EXERCISE GOAL
From the entries, return every line where the string "WhatsAppGateway" shows up.

DATA FOR THIS TASK
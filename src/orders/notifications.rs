// WhatsApp messages sent to customers when an order changes status

use std::sync::Arc;

use crate::orders::{Order, OrderStatus, OrderType, PriceCalculator};
use crate::phone;
use crate::restaurants::Restaurant;
use crate::whatsapp::{EvolutionError, WhatsAppGateway};

/// Why no message went out for a status change
#[derive(Debug, Clone, Copy, PartialEq, Eq)]
pub enum SkipReason {
    StatusUnchanged,
    NoRestaurant,
    NoCustomerPhone,
    NoWhatsAppInstance,
    StatusNotNotified(OrderStatus),
}

#[derive(Debug, Clone, Copy, PartialEq, Eq)]
pub enum NotificationOutcome {
    Sent,
    Skipped(SkipReason),
}

/// Message for the customer when an order enters `order.status`
///
/// Returns None for statuses outside the notify set (pending).
pub fn status_message(order: &Order, restaurant_name: &str) -> Option<String> {
    let number = &order.order_number;
    let greeting = order
        .customer_name
        .as_deref()
        .map(|name| format!("Olá, {}! ", name))
        .unwrap_or_default();

    let text = match order.status {
        OrderStatus::Pending => return None,
        OrderStatus::Confirmed => format!(
            "✅ {}Seu pedido #{} foi confirmado pelo {}. Total: {}.",
            greeting,
            number,
            restaurant_name,
            PriceCalculator::format_brl(order.total)
        ),
        OrderStatus::Preparing => format!(
            "👨‍🍳 {}Seu pedido #{} já está sendo preparado!",
            greeting, number
        ),
        OrderStatus::Ready => match order.order_type {
            OrderType::Delivery => format!(
                "📦 {}Seu pedido #{} está pronto e logo sairá para entrega.",
                greeting, number
            ),
            OrderType::Pickup | OrderType::DineIn => format!(
                "🎉 {}Seu pedido #{} está pronto para retirada no {}!",
                greeting, number, restaurant_name
            ),
        },
        OrderStatus::OutForDelivery => format!(
            "🛵 {}Seu pedido #{} saiu para entrega e chega em breve!",
            greeting, number
        ),
        OrderStatus::Delivered => format!(
            "😋 Pedido #{} entregue. Obrigado por pedir no {}! Bom apetite!",
            number, restaurant_name
        ),
        OrderStatus::Canceled => format!(
            "❌ {}Seu pedido #{} foi cancelado. Qualquer dúvida, fale com o {}.",
            greeting, number, restaurant_name
        ),
    };

    Some(text)
}

/// Sends status-change messages through the WhatsApp gateway
#[derive(Clone)]
pub struct OrderNotifier {
    gateway: Arc<dyn WhatsAppGateway>,
}

impl OrderNotifier {
    pub fn new(gateway: Arc<dyn WhatsAppGateway>) -> Self {
        Self { gateway }
    }

    /// Notifies the customer that `order` moved from `previous` to its current status
    ///
    /// Missing restaurant, phone or WhatsApp instance skip silently. Gateway failures
    /// are returned; the caller decides whether they matter.
    pub async fn handle_status_change(
        &self,
        order: &Order,
        previous: OrderStatus,
        restaurant: Option<&Restaurant>,
    ) -> Result<NotificationOutcome, EvolutionError> {
        if order.status == previous {
            return Ok(NotificationOutcome::Skipped(SkipReason::StatusUnchanged));
        }
        let Some(restaurant) = restaurant else {
            return Ok(NotificationOutcome::Skipped(SkipReason::NoRestaurant));
        };
        let Some(customer_phone) = order.customer_phone.as_deref().filter(|p| !p.is_empty()) else {
            return Ok(NotificationOutcome::Skipped(SkipReason::NoCustomerPhone));
        };
        let Some(instance) = restaurant.whatsapp_instance() else {
            return Ok(NotificationOutcome::Skipped(SkipReason::NoWhatsAppInstance));
        };
        let Some(text) = status_message(order, &restaurant.name) else {
            return Ok(NotificationOutcome::Skipped(SkipReason::StatusNotNotified(order.status)));
        };

        self.gateway
            .send_text(instance, &phone::normalize(customer_phone), &text)
            .await?;

        tracing::info!(
            "Notified customer of order {} about status {} -> {}",
            order.order_number,
            previous,
            order.status
        );
        Ok(NotificationOutcome::Sent)
    }
}

#[cfg(test)]
mod tests {
    use super::*;
    use crate::orders::models::fixtures;
    use crate::restaurants::models::fixtures::restaurant;
    use crate::whatsapp::client::fake::RecordingGateway;

    const NOTIFY_SET: [OrderStatus; 6] = [
        OrderStatus::Confirmed,
        OrderStatus::Preparing,
        OrderStatus::Ready,
        OrderStatus::OutForDelivery,
        OrderStatus::Delivered,
        OrderStatus::Canceled,
    ];

    #[tokio::test]
    async fn test_status_in_notify_set_sends_exactly_one_message() {
        let r = restaurant(Some("restaurant-1"));
        for status in NOTIFY_SET {
            let gateway = Arc::new(RecordingGateway::default());
            let notifier = OrderNotifier::new(gateway.clone());
            let order = fixtures::order(Some(r.id), OrderType::Delivery, status);

            let outcome = notifier
                .handle_status_change(&order, OrderStatus::Pending, Some(&r))
                .await
                .unwrap();

            assert_eq!(outcome, NotificationOutcome::Sent, "status {}", status);
            let sent = gateway.messages();
            assert_eq!(sent.len(), 1, "status {}", status);
            assert_eq!(sent[0].instance, "restaurant-1");
            assert_eq!(sent[0].number, "5511988887777");
            assert!(sent[0].text.contains("20240601-0007"));
        }
    }

    #[tokio::test]
    async fn test_pending_is_never_notified() {
        let r = restaurant(Some("restaurant-1"));
        let gateway = Arc::new(RecordingGateway::default());
        let notifier = OrderNotifier::new(gateway.clone());
        let order = fixtures::order(Some(r.id), OrderType::Pickup, OrderStatus::Pending);

        let outcome = notifier
            .handle_status_change(&order, OrderStatus::Confirmed, Some(&r))
            .await
            .unwrap();

        assert_eq!(
            outcome,
            NotificationOutcome::Skipped(SkipReason::StatusNotNotified(OrderStatus::Pending))
        );
        assert!(gateway.messages().is_empty());
    }

    #[tokio::test]
    async fn test_missing_prerequisites_skip_silently() {
        let gateway = Arc::new(RecordingGateway::default());
        let notifier = OrderNotifier::new(gateway.clone());
        let bound = restaurant(Some("restaurant-1"));
        let unbound = restaurant(None);
        let order = fixtures::order(Some(bound.id), OrderType::Pickup, OrderStatus::Ready);

        let outcome = notifier
            .handle_status_change(&order, OrderStatus::Preparing, None)
            .await
            .unwrap();
        assert_eq!(outcome, NotificationOutcome::Skipped(SkipReason::NoRestaurant));

        let outcome = notifier
            .handle_status_change(&order, OrderStatus::Preparing, Some(&unbound))
            .await
            .unwrap();
        assert_eq!(outcome, NotificationOutcome::Skipped(SkipReason::NoWhatsAppInstance));

        let mut no_phone = order.clone();
        no_phone.customer_phone = None;
        let outcome = notifier
            .handle_status_change(&no_phone, OrderStatus::Preparing, Some(&bound))
            .await
            .unwrap();
        assert_eq!(outcome, NotificationOutcome::Skipped(SkipReason::NoCustomerPhone));

        let outcome = notifier
            .handle_status_change(&order, OrderStatus::Ready, Some(&bound))
            .await
            .unwrap();
        assert_eq!(outcome, NotificationOutcome::Skipped(SkipReason::StatusUnchanged));

        assert!(gateway.messages().is_empty());
    }

    #[tokio::test]
    async fn test_gateway_failure_is_returned() {
        let r = restaurant(Some("restaurant-1"));
        let notifier = OrderNotifier::new(Arc::new(RecordingGateway::failing()));
        let order = fixtures::order(Some(r.id), OrderType::Pickup, OrderStatus::Confirmed);

        let result = notifier
            .handle_status_change(&order, OrderStatus::Pending, Some(&r))
            .await;
        assert!(result.is_err());
    }

    #[test]
    fn test_ready_message_depends_on_order_type() {
        let pickup = fixtures::order(None, OrderType::Pickup, OrderStatus::Ready);
        let delivery = fixtures::order(None, OrderType::Delivery, OrderStatus::Ready);

        let pickup_text = status_message(&pickup, "Cantina").unwrap();
        let delivery_text = status_message(&delivery, "Cantina").unwrap();

        assert!(pickup_text.contains("retirada"));
        assert!(delivery_text.contains("entrega"));
        assert_ne!(pickup_text, delivery_text);
    }

    #[test]
    fn test_confirmed_message_shows_total() {
        let order = fixtures::order(None, OrderType::Delivery, OrderStatus::Confirmed);
        let text = status_message(&order, "Cantina").unwrap();
        assert!(text.contains("R$ 48,50"));
        assert!(text.starts_with("✅ Olá, Maria!"));
    }
}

EXERCISE ANSWER
use crate::whatsapp::{EvolutionError, WhatsAppGateway};
    gateway: Arc<dyn WhatsAppGateway>,
    pub fn new(gateway: Arc<dyn WhatsAppGateway>) -> Self {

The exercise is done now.